What is Adrenal Fatigue?
Adrenal fatigue happens when the adrenal glands are unable to keep up with the body's demand for adrenaline and cortisol.
We use these hormones every day to adapt to environmental stressors like physical exertion, illnesses, nutrient deficiencies, incoming bacteria, and workplace stress.
Long term stress (physical, or emotional) causes a biochemical strain that affects the entire body, but particularly the adrenal glands.
It is important to confirm via testing whether you are suffering from adrenal fatigue. General fatigue can be caused by a bacterial infection, a food sensitivity, a viral infection, or an undiagnosed autoimmune condition, just to name a few possibilities.
Getting a proper diagnosis is crucial - A few key markers can diagnose adrenal fatigue.
Symptoms of Adrenal Fatigue
the feeling as if your body never fully 'recharges'
sleep never feels restful
activities that you used to do easily now leave you exhausted
low blood sugar (hypoglycemia)
feeling dizzy, irritable, sick or shaky between meals
persistent thirst (always thirsty but water never seems enough)
photosensitivity (light that was tolerable before now seems too bright)
For optimal adrenal gland function, three things are of particular importance - glucose, electrolytes, and B vitamins.
When possible, nutrients from whole foods are always best.

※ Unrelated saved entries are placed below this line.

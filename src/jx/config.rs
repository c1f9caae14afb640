//! Parse options and named processing configurations
//!
//! [ParseOptions] are the knobs the scanner consults while building text and comment
//! children. [ConfigRegistry] maps preset names to option sets so that the CLI (and
//! anything else that takes a name from the user) can select one with `--config`.

use serde::{Deserialize, Serialize};
use std::collections::HashMap;

/// Options consulted while scanning markup
#[derive(Debug, Clone, Copy, PartialEq, Eq, Serialize, Deserialize)]
pub struct ParseOptions {
    /// Keep text runs verbatim. When off, runs are trimmed and whitespace-only runs dropped.
    pub preserve_whitespace: bool,
    /// Keep `<!-- -->` comments as children
    pub keep_comments: bool,
}

impl Default for ParseOptions {
    fn default() -> Self {
        Self {
            preserve_whitespace: false,
            keep_comments: true,
        }
    }
}

impl ParseOptions {
    pub fn preserve_whitespace(mut self, preserve: bool) -> Self {
        self.preserve_whitespace = preserve;
        self
    }

    pub fn keep_comments(mut self, keep: bool) -> Self {
        self.keep_comments = keep;
        self
    }
}

/// A named option preset
#[derive(Debug, Clone, PartialEq, Eq)]
pub struct ProcessingConfig {
    pub name: String,
    pub description: String,
    pub options: ParseOptions,
}

/// Registry of processing configurations
pub struct ConfigRegistry {
    configs: HashMap<String, ProcessingConfig>,
}

impl ConfigRegistry {
    pub fn new() -> Self {
        ConfigRegistry {
            configs: HashMap::new(),
        }
    }

    /// Register a configuration, replacing any with the same name
    pub fn register(&mut self, config: ProcessingConfig) {
        self.configs.insert(config.name.clone(), config);
    }

    pub fn get(&self, name: &str) -> Option<&ProcessingConfig> {
        self.configs.get(name)
    }

    pub fn has(&self, name: &str) -> bool {
        self.configs.contains_key(name)
    }

    /// All configurations, sorted by name
    pub fn list_all(&self) -> Vec<&ProcessingConfig> {
        let mut configs: Vec<_> = self.configs.values().collect();
        configs.sort_by(|a, b| a.name.cmp(&b.name));
        configs
    }

    pub fn with_defaults() -> Self {
        let mut registry = Self::new();

        registry.register(ProcessingConfig {
            name: "default".into(),
            description: "Trim insignificant whitespace, keep comments".into(),
            options: ParseOptions::default(),
        });

        registry.register(ProcessingConfig {
            name: "verbatim".into(),
            description: "Keep every text run exactly as written".into(),
            options: ParseOptions::default().preserve_whitespace(true),
        });

        registry.register(ProcessingConfig {
            name: "compact".into(),
            description: "Trim whitespace and drop markup comments".into(),
            options: ParseOptions::default().keep_comments(false),
        });

        registry
    }
}

impl Default for ConfigRegistry {
    fn default() -> Self {
        Self::with_defaults()
    }
}
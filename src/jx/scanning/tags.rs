//! Tag classification
//!
//!     Tag names fall into two families. A plain identifier whose ASCII-lowercase form is one of
//!     the fixed HTML element names belongs to the HTML family and is matched against end tags
//!     case-insensitively (`<DIV>...</div>`). Everything else (custom components, namespaced
//!     and member names) is matched exactly.
//!
//!     Void elements never have a body; raw-text elements hold theirs verbatim. Both
//!     classifications ignore case, so `<BR>` is void and `<SCRIPT>` is raw text.

use crate::jx::ast::elements::TagNameKind;
use once_cell::sync::Lazy;
use regex::Regex;

/// Elements that never take a body or an end tag
pub const VOID_ELEMENTS: &[&str] = &[
    "area", "base", "br", "col", "command", "embed", "hr", "img", "input", "keygen", "link",
    "meta", "param", "source", "track", "wbr",
];

/// Elements whose body is raw text up to the matching end tag
pub const RAW_TEXT_ELEMENTS: &[&str] = &["script", "style"];

/// HTML elements that take a body; together with [VOID_ELEMENTS] they form the HTML family
pub const HTML_ELEMENTS: &[&str] = &[
    "a", "abbr", "address", "article", "aside", "audio", "b", "bdi", "bdo", "blockquote",
    "body", "button", "canvas", "caption", "cite", "code", "colgroup", "data", "datalist", "dd",
    "del", "details", "dfn", "dialog", "div", "dl", "dt", "em", "fieldset", "figcaption",
    "figure", "footer", "form", "h1", "h2", "h3", "h4", "h5", "h6", "head", "header", "hgroup",
    "html", "i", "iframe", "ins", "kbd", "label", "legend", "li", "main", "map", "mark", "math",
    "menu", "meter", "nav", "noscript", "object", "ol", "optgroup", "option", "output", "p",
    "picture", "pre", "progress", "q", "rb", "rp", "rt", "rtc", "ruby", "s", "samp", "script",
    "section", "select", "slot", "small", "span", "strong", "style", "sub", "summary", "sup",
    "svg", "table", "tbody", "td", "template", "textarea", "tfoot", "th", "thead", "time",
    "title", "tr", "u", "ul", "var", "video",
];

/// `</` and a raw-text element name, ending at whitespace, `/`, `>` or the end of input
static RAW_TEXT_END: Lazy<Regex> = Lazy::new(|| {
    Regex::new(&format!(r"(?i)</({})(?:[\s/>]|$)", RAW_TEXT_ELEMENTS.join("|"))).unwrap()
});

/// Offset in `body` of the end tag closing the raw-text element `name`
///
/// Longer names (`</scripts>`) and the other raw-text element's end tag are part of the body.
pub fn raw_text_end(body: &str, name: &str) -> Option<usize> {
    RAW_TEXT_END
        .captures_iter(body)
        .filter(|caps| caps.get(1).is_some_and(|m| m.as_str().eq_ignore_ascii_case(name)))
        .find_map(|caps| caps.get(0).map(|m| m.start()))
}

/// How an end tag name is compared against an open element
#[derive(Debug, Clone, Copy, PartialEq, Eq, Hash)]
pub enum TagFamily {
    /// Fixed HTML element set, case-insensitive
    Html,
    /// Everything else, exact
    Custom,
}

fn in_set(set: &[&str], name: &str) -> bool {
    set.iter().any(|entry| entry.eq_ignore_ascii_case(name))
}

pub fn family(kind: &TagNameKind) -> TagFamily {
    match kind {
        TagNameKind::Identifier(name)
            if in_set(HTML_ELEMENTS, name) || in_set(VOID_ELEMENTS, name) =>
        {
            TagFamily::Html
        }
        _ => TagFamily::Custom,
    }
}

pub fn is_void(kind: &TagNameKind) -> bool {
    matches!(kind, TagNameKind::Identifier(name) if in_set(VOID_ELEMENTS, name))
}

pub fn is_raw_text(kind: &TagNameKind) -> bool {
    matches!(kind, TagNameKind::Identifier(name) if in_set(RAW_TEXT_ELEMENTS, name))
}

/// Whether an end tag written `end` closes an element opened as `open` of `family`
pub fn names_match(family: TagFamily, open: &str, end: &str) -> bool {
    match family {
        TagFamily::Html => open.eq_ignore_ascii_case(end),
        TagFamily::Custom => open == end,
    }
}

#[cfg(test)]
mod tests {
    use super::*;

    fn ident(name: &str) -> TagNameKind {
        TagNameKind::identifier(name)
    }

    #[test]
    fn test_family() {
        assert_eq!(family(&ident("div")), TagFamily::Html);
        assert_eq!(family(&ident("DIV")), TagFamily::Html);
        assert_eq!(family(&ident("br")), TagFamily::Html);
        assert_eq!(family(&ident("Card")), TagFamily::Custom);
        let namespaced = TagNameKind::Namespaced {
            namespace: "svg".into(),
            name: "rect".into(),
        };
        assert_eq!(family(&namespaced), TagFamily::Custom);
    }

    #[test]
    fn test_void_and_raw_text() {
        assert!(is_void(&ident("img")));
        assert!(is_void(&ident("Input")));
        assert!(!is_void(&ident("div")));
        assert!(is_raw_text(&ident("Script")));
        assert!(is_raw_text(&ident("style")));
        assert!(!is_raw_text(&TagNameKind::Member(vec!["ui".into(), "script".into()])));
    }

    #[test]
    fn test_raw_text_end_needs_a_boundary() {
        assert_eq!(raw_text_end("a</script>", "script"), Some(1));
        assert_eq!(raw_text_end("a</SCRIPT >", "script"), Some(1));
        assert_eq!(raw_text_end("a</scripts>b</script>", "script"), Some(12));
        assert_eq!(raw_text_end("x</scriptx && y</script", "script"), Some(15));
        assert_eq!(raw_text_end("p</style>q</script>", "script"), Some(10));
        assert_eq!(raw_text_end("a</scripts>", "script"), None);
    }

    #[test]
    fn test_names_match() {
        assert!(names_match(TagFamily::Html, "DIV", "div"));
        assert!(!names_match(TagFamily::Custom, "Card", "card"));
        assert!(names_match(TagFamily::Custom, "Ui.Card", "Ui.Card"));
    }
}
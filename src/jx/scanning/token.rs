//! Scanner tokens
//!
//!     [Token] is what the scanner hands to the grammar layer: a flat, already tag-matched
//!     stream in which every element is closed by an [Token::EndTag], an
//!     [Token::ImplicitEndTag] or a [Token::SelfClosingMarker]. Host expressions arrive
//!     pre-parsed inside [Token::Expression] and [Token::Spread].
//!
//!     Two logos lexers classify the raw input, one per scanner context: [ContentToken]
//!     between tags and [TagToken] inside a start or end tag. Neither runs over the whole
//!     document; the scanner applies them at its cursor with [lex_at] and decides what the
//!     lexeme means from its own state.

use crate::jx::ast::elements::{AttributeNameKind, TagNameKind};
use crate::jx::host::Expression;
use logos::Logos;
use std::ops::Range;

#[derive(Debug, Clone, PartialEq, Eq, Hash)]
pub enum Token {
    /// `<` of a start tag
    TagOpen,
    TagName(TagNameKind),
    /// `>` ending a start tag
    TagEnd,
    /// `/>`
    SelfClosingMarker,
    /// `</name>` closing the top frame
    EndTag(TagNameKind),
    /// Synthesized close of a frame; zero width, at the end tag that caused it
    ImplicitEndTag(String),
    /// `</name>` that matched no open frame
    ErroneousEndTag(String),
    /// `<>`
    FragmentOpen,
    /// `</>`
    FragmentClose,
    AttributeName(AttributeNameKind),
    Equals,
    StringValue { value: String, quote: Option<char> },
    /// `{expr}`
    Expression(Expression),
    /// `{...expr}`
    Spread(Expression),
    /// A construct that could not be parsed; the message explains why
    Error(String),
    Text(String),
    Entity(String),
    RawText(String),
    Comment(String),
    Doctype(String),
}

/// Lexemes between tags
#[derive(Logos, Debug, Clone, Copy, PartialEq, Eq)]
pub enum ContentToken {
    #[token("<!--")]
    CommentStart,
    #[regex(r"<![Dd][Oo][Cc][Tt][Yy][Pp][Ee][^>]*>")]
    Doctype,
    #[token("</>")]
    FragmentClose,
    #[token("</")]
    EndTagOpen,
    #[token("<>")]
    FragmentOpen,
    #[token("<")]
    TagOpen,
    #[token("{")]
    BraceOpen,
    #[token("}")]
    BraceClose,
    #[token(">")]
    Greater,
    // Length limits are checked by the scanner
    #[regex(r"&(#([xX][0-9a-fA-F]+|[0-9]+)|[A-Za-z]+);?")]
    Entity,
    #[token("&")]
    Ampersand,
    #[regex(r"[^{}<>&]+")]
    Text,
}

/// Lexemes inside a start or end tag
#[derive(Logos, Debug, Clone, Copy, PartialEq, Eq)]
#[logos(skip r"[ \t\r\n\f]+")]
pub enum TagToken {
    #[token("/>")]
    SelfClose,
    #[token(">")]
    Close,
    #[token("=")]
    Equals,
    #[token("{")]
    BraceOpen,
    #[token(":")]
    Colon,
    #[token(".")]
    Dot,
    #[token("\"")]
    DoubleQuote,
    #[token("'")]
    SingleQuote,
    #[token("<")]
    Less,
    #[regex(r"[A-Za-z_$][A-Za-z0-9_$-]*")]
    Name,
}

/// Lex one token of `T` starting at `offset`; the span is absolute
///
/// `None` at end of input. A `None` token means the lexer rejected the input there.
pub fn lex_at<'s, T>(source: &'s str, offset: usize) -> Option<(Option<T>, Range<usize>)>
where
    T: Logos<'s, Source = str>,
    T::Extras: Default,
{
    let rest = source.get(offset..)?;
    let mut lexer = T::lexer(rest);
    let token = lexer.next()?;
    let span = lexer.span();
    Some((token.ok(), (offset + span.start)..(offset + span.end)))
}

/// Whether `text` is exactly one [TagToken::Name]
pub fn is_tag_name(text: &str) -> bool {
    matches!(
        lex_at::<TagToken>(text, 0),
        Some((Some(TagToken::Name), span)) if span == (0..text.len())
    )
}

/// Whether an entity lexeme stays within the HTML limits
///
/// Named entities have at most 30 letters, decimal ones 5 digits, hexadecimal ones 6.
pub fn entity_is_well_formed(raw: &str) -> bool {
    let body = raw.trim_start_matches('&').trim_end_matches(';');
    match body.strip_prefix('#') {
        Some(number) => match number.strip_prefix(|c| c == 'x' || c == 'X') {
            Some(hex) => (1..=6).contains(&hex.len()),
            None => (1..=5).contains(&number.len()),
        },
        None => (1..=30).contains(&body.len()),
    }
}
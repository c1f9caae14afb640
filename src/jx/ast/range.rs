//! Source positions and spans
//!
//! Every node of the jx tree carries a [`Range`]: the byte span it covers in the source plus
//! the line:column positions of both ends. Scanner tokens only carry byte spans
//! (`std::ops::Range<usize>`); the grammar layer converts them through a [`SourceLocation`]
//! built once per document.
//!
//! - Lines and columns are zero based, columns count bytes.
//! - A default range is `0..0` at `0:0`, never absent.
//! - Zero-width ranges are legal: implicit end tags are synthesized at the position of the
//!   end tag that triggered them.

use serde::{Deserialize, Serialize};
use std::fmt;
use std::ops::Range as ByteRange;

/// A line:column position in the source
#[derive(
    Debug, Clone, Copy, Default, PartialEq, Eq, PartialOrd, Ord, Hash, Serialize, Deserialize,
)]
pub struct Position {
    pub line: usize,
    pub column: usize,
}

impl Position {
    pub fn new(line: usize, column: usize) -> Self {
        Self { line, column }
    }
}

impl fmt::Display for Position {
    fn fmt(&self, f: &mut fmt::Formatter<'_>) -> fmt::Result {
        write!(f, "{}:{}", self.line, self.column)
    }
}

/// A located span of source: byte offsets plus start/end positions
#[derive(Debug, Clone, Default, PartialEq, Eq, Hash, Serialize, Deserialize)]
pub struct Range {
    pub span: ByteRange<usize>,
    pub start: Position,
    pub end: Position,
}

impl Range {
    pub fn new(span: ByteRange<usize>, start: Position, end: Position) -> Self {
        Self { span, start, end }
    }

    /// Whether a position falls inside this range (both ends inclusive)
    pub fn contains(&self, pos: Position) -> bool {
        self.start <= pos && pos <= self.end
    }

    pub fn is_empty(&self) -> bool {
        self.span.start == self.span.end
    }

    /// Smallest range covering both `self` and `other`
    pub fn cover(&self, other: &Range) -> Range {
        let (span_start, start) = if other.span.start < self.span.start {
            (other.span.start, other.start)
        } else {
            (self.span.start, self.start)
        };
        let (span_end, end) = if other.span.end > self.span.end {
            (other.span.end, other.end)
        } else {
            (self.span.end, self.end)
        };
        Range::new(span_start..span_end, start, end)
    }

    /// The slice of `source` this range covers, or "" when out of bounds
    pub fn text<'s>(&self, source: &'s str) -> &'s str {
        source.get(self.span.clone()).unwrap_or("")
    }
}

impl fmt::Display for Range {
    fn fmt(&self, f: &mut fmt::Formatter<'_>) -> fmt::Result {
        write!(f, "{}..{}", self.start, self.end)
    }
}

/// Converts byte offsets to line/column positions for one source text
#[derive(Debug, Clone)]
pub struct SourceLocation {
    line_starts: Vec<usize>,
    len: usize,
}

impl SourceLocation {
    pub fn new(source: &str) -> Self {
        let mut line_starts = vec![0];
        line_starts.extend(
            source
                .char_indices()
                .filter(|(_, ch)| *ch == '\n')
                .map(|(idx, _)| idx + 1),
        );
        Self {
            line_starts,
            len: source.len(),
        }
    }

    /// Position of a byte offset; offsets past the end clamp to the end of input
    pub fn position(&self, offset: usize) -> Position {
        let offset = offset.min(self.len);
        let line = match self.line_starts.binary_search(&offset) {
            Ok(line) => line,
            Err(next) => next - 1,
        };
        Position::new(line, offset - self.line_starts[line])
    }

    /// Build a [`Range`] from a byte span
    pub fn range(&self, span: ByteRange<usize>) -> Range {
        let start = self.position(span.start);
        let end = self.position(span.end);
        Range::new(span, start, end)
    }

    pub fn line_count(&self) -> usize {
        self.line_starts.len()
    }
}

#[cfg(test)]
mod tests {
    use super::*;

    #[test]
    fn test_position_display() {
        assert_eq!(Position::new(3, 7).to_string(), "3:7");
    }

    #[test]
    fn test_position_single_line() {
        let loc = SourceLocation::new("<div/>");
        assert_eq!(loc.position(0), Position::new(0, 0));
        assert_eq!(loc.position(4), Position::new(0, 4));
    }

    #[test]
    fn test_position_multiline() {
        let loc = SourceLocation::new("<a>\n  <b/>\n</a>");
        assert_eq!(loc.position(4), Position::new(1, 0));
        assert_eq!(loc.position(6), Position::new(1, 2));
        assert_eq!(loc.position(11), Position::new(2, 0));
        assert_eq!(loc.line_count(), 3);
    }

    #[test]
    fn test_position_clamps_past_end() {
        let loc = SourceLocation::new("ab");
        assert_eq!(loc.position(10), Position::new(0, 2));
    }

    #[test]
    fn test_range_conversion_and_display() {
        let loc = SourceLocation::new("x\nyz");
        let range = loc.range(0..4);
        assert_eq!(range.start, Position::new(0, 0));
        assert_eq!(range.end, Position::new(1, 2));
        assert_eq!(range.to_string(), "0:0..1:2");
    }

    #[test]
    fn test_range_cover_and_contains() {
        let loc = SourceLocation::new("<a>text</a>");
        let open = loc.range(0..3);
        let close = loc.range(7..11);
        let whole = open.cover(&close);
        assert_eq!(whole.span, 0..11);
        assert!(whole.contains(Position::new(0, 5)));
        assert!(!open.contains(Position::new(0, 5)));
    }

    #[test]
    fn test_range_text() {
        let source = "<br/>";
        let loc = SourceLocation::new(source);
        assert_eq!(loc.range(1..3).text(source), "br");
        assert_eq!(loc.range(2..99).text(source), "");
    }
}
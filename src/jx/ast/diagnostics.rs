//! Recoverable findings reported alongside a parsed tree
//!
//! The parser never aborts on a mismatched end tag, a malformed entity, an unterminated
//! quoted attribute value or a broken host expression. Each of those still yields a tree and
//! is reported here, with the shape editors expect (range, severity, message, code, source).

use super::range::Range;
use serde::{Deserialize, Serialize};
use std::fmt;

#[derive(Debug, Clone, Copy, PartialEq, Eq, Serialize, Deserialize)]
pub enum DiagnosticSeverity {
    Error,
    Warning,
    Information,
    Hint,
}

impl fmt::Display for DiagnosticSeverity {
    fn fmt(&self, f: &mut fmt::Formatter<'_>) -> fmt::Result {
        match self {
            DiagnosticSeverity::Error => write!(f, "error"),
            DiagnosticSeverity::Warning => write!(f, "warning"),
            DiagnosticSeverity::Information => write!(f, "info"),
            DiagnosticSeverity::Hint => write!(f, "hint"),
        }
    }
}

/// Codes attached to diagnostics produced by this crate
pub mod codes {
    pub const ERRONEOUS_END_TAG: &str = "erroneous-end-tag";
    pub const IMPLICIT_END_TAG: &str = "implicit-end-tag";
    pub const MALFORMED_ENTITY: &str = "malformed-entity";
    pub const UNTERMINATED_ATTRIBUTE_VALUE: &str = "unterminated-attribute-value";
    pub const HOST_EXPRESSION: &str = "host-expression";
    pub const UNEXPECTED_CHARACTER: &str = "unexpected-character";
    pub const DEFERRED_AMBIGUITY: &str = "deferred-ambiguity";
}

#[derive(Debug, Clone, PartialEq, Serialize, Deserialize)]
pub struct Diagnostic {
    pub range: Range,
    pub severity: DiagnosticSeverity,
    pub message: String,
    pub code: Option<String>,
    pub source: String,
}

impl Diagnostic {
    pub fn new(range: Range, severity: DiagnosticSeverity, message: impl Into<String>) -> Self {
        Self {
            range,
            severity,
            message: message.into(),
            code: None,
            source: "jx".to_string(),
        }
    }

    pub fn error(range: Range, message: impl Into<String>) -> Self {
        Self::new(range, DiagnosticSeverity::Error, message)
    }

    pub fn warning(range: Range, message: impl Into<String>) -> Self {
        Self::new(range, DiagnosticSeverity::Warning, message)
    }

    pub fn hint(range: Range, message: impl Into<String>) -> Self {
        Self::new(range, DiagnosticSeverity::Hint, message)
    }

    pub fn with_code(mut self, code: impl Into<String>) -> Self {
        self.code = Some(code.into());
        self
    }

    pub fn is_error(&self) -> bool {
        self.severity == DiagnosticSeverity::Error
    }

    pub fn has_code(&self, code: &str) -> bool {
        self.code.as_deref() == Some(code)
    }
}

impl fmt::Display for Diagnostic {
    fn fmt(&self, f: &mut fmt::Formatter<'_>) -> fmt::Result {
        write!(
            f,
            "{} [{}]: {} at {}",
            self.severity, self.source, self.message, self.range.start
        )
    }
}

#[cfg(test)]
mod tests {
    use super::*;
    use crate::jx::ast::range::SourceLocation;

    #[test]
    fn test_diagnostic_display() {
        let loc = SourceLocation::new("<a>\n</b>");
        let diag = Diagnostic::error(loc.range(4..8), "end tag </b> matches no open element")
            .with_code(codes::ERRONEOUS_END_TAG);
        assert_eq!(
            diag.to_string(),
            "error [jx]: end tag </b> matches no open element at 1:0"
        );
        assert!(diag.is_error());
        assert!(diag.has_code("erroneous-end-tag"));
    }

    #[test]
    fn test_severity_display() {
        assert_eq!(DiagnosticSeverity::Hint.to_string(), "hint");
        assert_eq!(DiagnosticSeverity::Information.to_string(), "info");
    }
}
//! The tag stack
//!
//!     One [Frame] per element or fragment whose start tag has completed and whose end has
//!     not been seen yet. The stack belongs to a single scan; it starts empty and, for a
//!     successful scan, ends empty.
//!
//!     End-tag lookup walks down from the top but never past a fragment frame: a fragment
//!     has no name to auto-close on, so it acts as a barrier for recovery.

use super::tags::{self, TagFamily};
use tracing::trace;

#[derive(Debug, Clone, Copy, PartialEq, Eq, Hash)]
pub enum FrameKind {
    Element { family: TagFamily },
    Fragment,
}

#[derive(Debug, Clone, PartialEq, Eq, Hash)]
pub struct Frame {
    /// Tag name as written; empty for fragments
    pub name: String,
    pub kind: FrameKind,
    /// Body is raw text (script, style)
    pub raw: bool,
    /// Byte offset of the `<` that opened it
    pub offset: usize,
}

impl Frame {
    pub fn element(name: impl Into<String>, family: TagFamily, raw: bool, offset: usize) -> Self {
        Self {
            name: name.into(),
            kind: FrameKind::Element { family },
            raw,
            offset,
        }
    }

    pub fn fragment(offset: usize) -> Self {
        Self {
            name: String::new(),
            kind: FrameKind::Fragment,
            raw: false,
            offset,
        }
    }

    pub fn is_fragment(&self) -> bool {
        matches!(self.kind, FrameKind::Fragment)
    }

    /// Whether an end tag written `name` closes this frame
    pub fn matches(&self, name: &str) -> bool {
        match self.kind {
            FrameKind::Element { family } => tags::names_match(family, &self.name, name),
            FrameKind::Fragment => false,
        }
    }
}

#[derive(Debug, Clone, Default)]
pub struct TagStack {
    frames: Vec<Frame>,
}

impl TagStack {
    pub fn new() -> Self {
        Self::default()
    }

    pub fn push(&mut self, frame: Frame) {
        trace!(name = %frame.name, depth = self.frames.len() + 1, "push frame");
        self.frames.push(frame);
    }

    pub fn pop(&mut self) -> Option<Frame> {
        let frame = self.frames.pop();
        if let Some(frame) = &frame {
            trace!(name = %frame.name, depth = self.frames.len(), "pop frame");
        }
        frame
    }

    pub fn top(&self) -> Option<&Frame> {
        self.frames.last()
    }

    pub fn len(&self) -> usize {
        self.frames.len()
    }

    pub fn is_empty(&self) -> bool {
        self.frames.is_empty()
    }

    /// Index of the frame an end tag written `name` closes, searching down to the nearest
    /// fragment
    pub fn find_match(&self, name: &str) -> Option<usize> {
        for (idx, frame) in self.frames.iter().enumerate().rev() {
            if frame.is_fragment() {
                return None;
            }
            if frame.matches(name) {
                return Some(idx);
            }
        }
        None
    }

    /// Index of the innermost fragment frame
    pub fn nearest_fragment(&self) -> Option<usize> {
        self.frames.iter().rposition(Frame::is_fragment)
    }

    /// Pop every frame above `idx`, returning them innermost first
    pub fn pop_above(&mut self, idx: usize) -> Vec<Frame> {
        let mut popped = Vec::new();
        while self.frames.len() > idx + 1 {
            if let Some(frame) = self.pop() {
                popped.push(frame);
            }
        }
        popped
    }

    pub fn iter(&self) -> impl Iterator<Item = &Frame> {
        self.frames.iter()
    }
}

Rather than taking a 'green' powder, a drink that has vitamin c added and a supplement capsule full of antioxidants - consume leafy green vegetables with your meals, incorporate a smoothie during your day with frozen berries and make an effort to add at least one serving of vegetables to each meal you have.
Your body needs sugar to function. While your body is recovering from adrenal fatigue you need to eat regularly through the day (fasting will make adrenal fatigue worse).
Eating every 2-3 hours is usually necessary for those in adrenal fatigue. Make sure that each meal or snack contains at least some protein, fat and carbohydrate.
Hypoglycemia (low blood sugar) is a common result of adrenal fatigue, normalizing your blood sugar levels will be one of the first priorities in a treatment plan to help you heal quickly.
Consuming a moderate amount of unrefined carbohydrates with each meal is needed to avoid dips in blood sugar.
A serving of sweet potatoes with your eggs in the morning is an example of the carbohydrates needed to give you blood sugar stabilizing fiber and sugars that are necessary for your adrenal glands to function and begin to heal.
As long as your body is fighting against the strain of hypoglycemia with weakened adrenal glands, it cannot heal.
Drinking water throughout the day is important, but large quantities of water without adequate levels of electrolytes will cause your adrenal glands to be strained.
16 oz of celery juice spread throughout the day (freshly made, before each meal) is very effective in delivering key minerals and electrolytes.
Celery juice is also fantastic for priming the stomach for food, making absorbing nutrients easier.
You can add berries, lemon juice or cut cucumber to your pitcher or water bottle to infuse your water during the day.